Ya en agonía, Samuel Tesler soltó primero un golpe de risa y después otro de llanto: como le preguntasen la razón de su hilaridad, respondió que, viendo ante sí la verdadera imagen de la Parca en la figura de una hermosísima virgen que lo estaba llamando ahora y parecía convidarle al sueño de las adormideras que rodeaban su frente, se reía él al recordar el esqueleto, la guadaña y otros cachivaches funestos, atribuidos a la Muerte por la luctuosa imaginación de los versificadores; en lo que a su llanto se refería, declaró verterlo al reflexionar en que pasarían siglos antes de que Buenos Aires tuviera otro pensador de su envergadura. Cuéntase que, no bien se le hubo desprendido el alma, un fuerte olor de benjuí, mirra y cinamomo brotó de su cuerpo y se difundió por todo el barrio, de modo tal que los villacrespenses se preguntaban si no estarían asaltando el negocio del turco Abdalla, perfumista de la calle Warnes. Risibles han sido los esfuerzos de la crítica histórica por encasillar a Samuel Tesler entre los filósofos cínicos, epicúreos o estoicos: el metafísico villacrespense fue un «ecléctico» de primera agua, y los que así no lo entiendan se pelarán la frente hasta el Día del Juicio. Dos razones tenía Samuel Tesler para detestar a Diógenes el del barril: afirmaba que Diógenes había sido el paradigma de la vanidad, y que si lo hubieran colocado frente a un espejo habría dado al punto con «el hombre» que tan afanosamente buscaba; el detalle del barril, sobre todo, le parecía groseramente absurdo, pues afirmaba que ni un filósofo podía ser el «contenido» de un barril ni un barril el «continente» de un filósofo, ya que tanto el filósofo como el barril eran los «continentes» naturales del sagrado licor que inventara Noé al acabarse el diluvio, tal vez para resarcirse de tanto exceso de agua. Frente a Heráclito que lloraba y a Demócrito que reía, Samuel Tesler se mostraba no menos juicioso: a su entender, Heráclito era un ternero sentimental y Demócrito una urraca jocunda; y tan deshumanizado el uno como el otro, ya que no habían descubierto la verdadera ley de la condición humana en la útil y prudente alternación de la risa y el llanto.

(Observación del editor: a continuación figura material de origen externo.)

/*!
 * 速率限制中间件
 *
 * 固定窗口计数：同一限制键在一个窗口内的请求数超过上限即返回 429。
 * 已认证请求按用户 ID 计数，否则按客户端 IP 计数。
 *
 * ```rust,ignore
 * web::resource("/login")
 *     .wrap(RateLimit::login())
 *     .route(web::post().to(login));
 * ```
 *
 * 作答提交等需要按用户计数的路由，必须放在 `RequireJWT` 之内。
 */

use actix_service::{Service, Transform};
use actix_web::{
    Error, HttpMessage, HttpResponse,
    body::EitherBody,
    dev::{ServiceRequest, ServiceResponse},
    http::header::{HeaderName, HeaderValue},
};
use futures_util::future::{LocalBoxFuture, Ready, ready};
use moka::future::Cache;
use once_cell::sync::Lazy;
use std::net::IpAddr;
use std::rc::Rc;
use std::time::Duration;
use tracing::warn;

use crate::models::users::entities::User;
use crate::models::{ApiResponse, ErrorCode};

/// 计数缓存，键包含窗口序号，过期只负责回收旧窗口
static RATE_LIMIT_COUNTERS: Lazy<Cache<String, u32>> = Lazy::new(|| {
    Cache::builder()
        .time_to_live(Duration::from_secs(15 * 60))
        .max_capacity(100_000)
        .build()
});

const LIMIT_HEADER: &str = "x-ratelimit-limit";
const REMAINING_HEADER: &str = "x-ratelimit-remaining";

#[derive(Clone, Debug)]
pub struct RateLimit {
    max_requests: u32,
    window_secs: u64,
    scope: &'static str,
}

impl RateLimit {
    pub fn new(scope: &'static str, max_requests: u32, window_secs: u64) -> Self {
        Self {
            max_requests,
            window_secs: window_secs.max(1),
            scope,
        }
    }

    /// 登录：5 次/分钟/IP
    pub fn login() -> Self {
        Self::new("login", 5, 60)
    }

    /// 注册：3 次/分钟/IP
    pub fn register() -> Self {
        Self::new("register", 3, 60)
    }

    pub fn refresh_token() -> Self {
        Self::new("refresh", 10, 60)
    }

    /// 测验提交：10 次/分钟/用户
    pub fn attempt_submit() -> Self {
        Self::new("attempt_submit", 10, 60)
    }

    fn counter_key(&self, identity: &str, now_secs: u64) -> String {
        format!("{}:{}:{}", self.scope, identity, now_secs / self.window_secs)
    }

    /// 当前窗口剩余秒数
    fn retry_after(&self, now_secs: u64) -> u64 {
        self.window_secs - now_secs % self.window_secs
    }
}

/// 连接地址优先，其次 X-Forwarded-For 的第一个地址，再次 X-Real-IP
fn client_ip(req: &ServiceRequest) -> String {
    let parse = |raw: &str| raw.trim().parse::<IpAddr>().ok();

    let from_conn = req.connection_info().realip_remote_addr().and_then(parse);
    let from_forwarded = || {
        req.headers()
            .get("X-Forwarded-For")
            .and_then(|v| v.to_str().ok())
            .and_then(|v| v.split(',').next())
            .and_then(parse)
    };
    let from_real_ip = || {
        req.headers()
            .get("X-Real-IP")
            .and_then(|v| v.to_str().ok())
            .and_then(parse)
    };

    from_conn
        .or_else(from_forwarded)
        .or_else(from_real_ip)
        .map(|ip| ip.to_string())
        .unwrap_or_else(|| "unknown".to_string())
}

fn request_identity(req: &ServiceRequest) -> String {
    match req.extensions().get::<User>() {
        Some(user) => format!("user:{}", user.id),
        None => format!("ip:{}", client_ip(req)),
    }
}

fn too_many_requests(limit: u32, retry_after: u64) -> HttpResponse {
    HttpResponse::TooManyRequests()
        .insert_header(("Retry-After", retry_after.to_string()))
        .insert_header((LIMIT_HEADER, limit.to_string()))
        .insert_header((REMAINING_HEADER, "0"))
        .json(ApiResponse::<()>::error_empty(
            ErrorCode::RateLimitExceeded,
            "请求过于频繁，请稍后再试",
        ))
}

impl<S, B> Transform<S, ServiceRequest> for RateLimit
where
    S: Service<ServiceRequest, Response = ServiceResponse<B>, Error = Error> + 'static,
    B: 'static,
{
    type Response = ServiceResponse<EitherBody<B>>;
    type Error = Error;
    type InitError = ();
    type Transform = RateLimitMiddleware<S>;
    type Future = Ready<Result<Self::Transform, Self::InitError>>;

    fn new_transform(&self, service: S) -> Self::Future {
        ready(Ok(RateLimitMiddleware {
            service: Rc::new(service),
            policy: self.clone(),
        }))
    }
}

pub struct RateLimitMiddleware<S> {
    service: Rc<S>,
    policy: RateLimit,
}

impl<S, B> Service<ServiceRequest> for RateLimitMiddleware<S>
where
    S: Service<ServiceRequest, Response = ServiceResponse<B>, Error = Error> + 'static,
    B: 'static,
{
    type Response = ServiceResponse<EitherBody<B>>;
    type Error = Error;
    type Future = LocalBoxFuture<'static, Result<Self::Response, Self::Error>>;

    fn poll_ready(
        &self,
        ctx: &mut std::task::Context<'_>,
    ) -> std::task::Poll<Result<(), Self::Error>> {
        self.service.poll_ready(ctx)
    }

    fn call(&self, req: ServiceRequest) -> Self::Future {
        let srv = self.service.clone();
        let policy = self.policy.clone();

        Box::pin(async move {
            let now = chrono::Utc::now().timestamp().max(0) as u64;
            let key = policy.counter_key(&request_identity(&req), now);

            let used = RATE_LIMIT_COUNTERS.get(&key).await.unwrap_or(0);
            if used >= policy.max_requests {
                warn!("Rate limit exceeded: {} ({}/{})", key, used, policy.max_requests);
                let resp = too_many_requests(policy.max_requests, policy.retry_after(now));
                return Ok(req.into_response(resp).map_into_right_body());
            }
            RATE_LIMIT_COUNTERS.insert(key, used + 1).await;

            let remaining = policy.max_requests.saturating_sub(used + 1);
            let mut res = srv.call(req).await?.map_into_left_body();
            let headers = res.headers_mut();
            headers.insert(
                HeaderName::from_static(LIMIT_HEADER),
                HeaderValue::from(policy.max_requests),
            );
            headers.insert(
                HeaderName::from_static(REMAINING_HEADER),
                HeaderValue::from(remaining),
            );
            Ok(res)
        })
    }
}

#[cfg(test)]
mod tests {
    use super::*;

    #[test]
    fn test_rate_limit_presets() {
        let login = RateLimit::login();
        assert_eq!((login.max_requests, login.window_secs), (5, 60));
        assert_eq!(RateLimit::register().max_requests, 3);
        assert_eq!(RateLimit::refresh_token().scope, "refresh");
        assert_eq!(RateLimit::attempt_submit().max_requests, 10);
    }

    #[test]
    fn test_counter_key_changes_per_window() {
        let limit = RateLimit::new("t", 1, 60);
        assert_eq!(limit.counter_key("ip:1.2.3.4", 120), limit.counter_key("ip:1.2.3.4", 179));
        assert_ne!(limit.counter_key("ip:1.2.3.4", 179), limit.counter_key("ip:1.2.3.4", 180));
        assert_ne!(limit.counter_key("user:1", 120), limit.counter_key("user:2", 120));
    }

    #[test]
    fn test_retry_after() {
        let limit = RateLimit::new("t", 1, 60);
        assert_eq!(limit.retry_after(120), 60);
        assert_eq!(limit.retry_after(150), 30);
        assert_eq!(RateLimit::new("z", 1, 0).window_secs, 1);
    }
}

Reírse dramáticamente del prójimo y llorarlo cómicamente, he ahí dos aspectos iguales de la compasión:
este aforismo enseñaba Samuel Tesler, el filósofo. Sentencias parecidas corroboran su eclecticismo en diversas asignaturas. Interrogado sobre cuál era el método seguro para lograr la
sofrosyne,
respondía él, atento a la naturaleza dual del hombre:
Ir de cuerpo y de alma todos los días.
Hallándose cierta vez en un círculo de curiosos que miraban cómo un frutero calabrés apaleaba metódicamente a su concubina, e inquiriendo sobre si era dado castigar a una mujer, el filósofo contestó:
En general, no; en particular, sí.
A los que se inclinaban demasiado a los retozos de Venus les decía:
Dormid con las mujeres, pero soñad con las diosas.
El optimismo con que miraba él al género humano se revela en la siguiente máxima, digna de Terencio:
Amo a los niños porque todavía no son hombres, y a los ancianos porque ya no lo son.
Desgraciadamente, salvo los pocos fragmentos recogidos en la edición latina de Asinus Paleólogo, nada nos resta de sus tratados. Es fama que su patrona (una tal doña Francisca, mujer de pelo en pecho que algunos eruditos quieren igualar a la Xantipa de Sócrates) enajenó los libros del filósofo, para cobrarse una deuda miserable, y hasta vendió como papel viejo sus obras manuscritas, a razón de tres centavos el quilo, verdadera catástrofe literaria que para más de un admirador sólo tiene su igual en el llorado incendio de la biblioteca de Alejandría.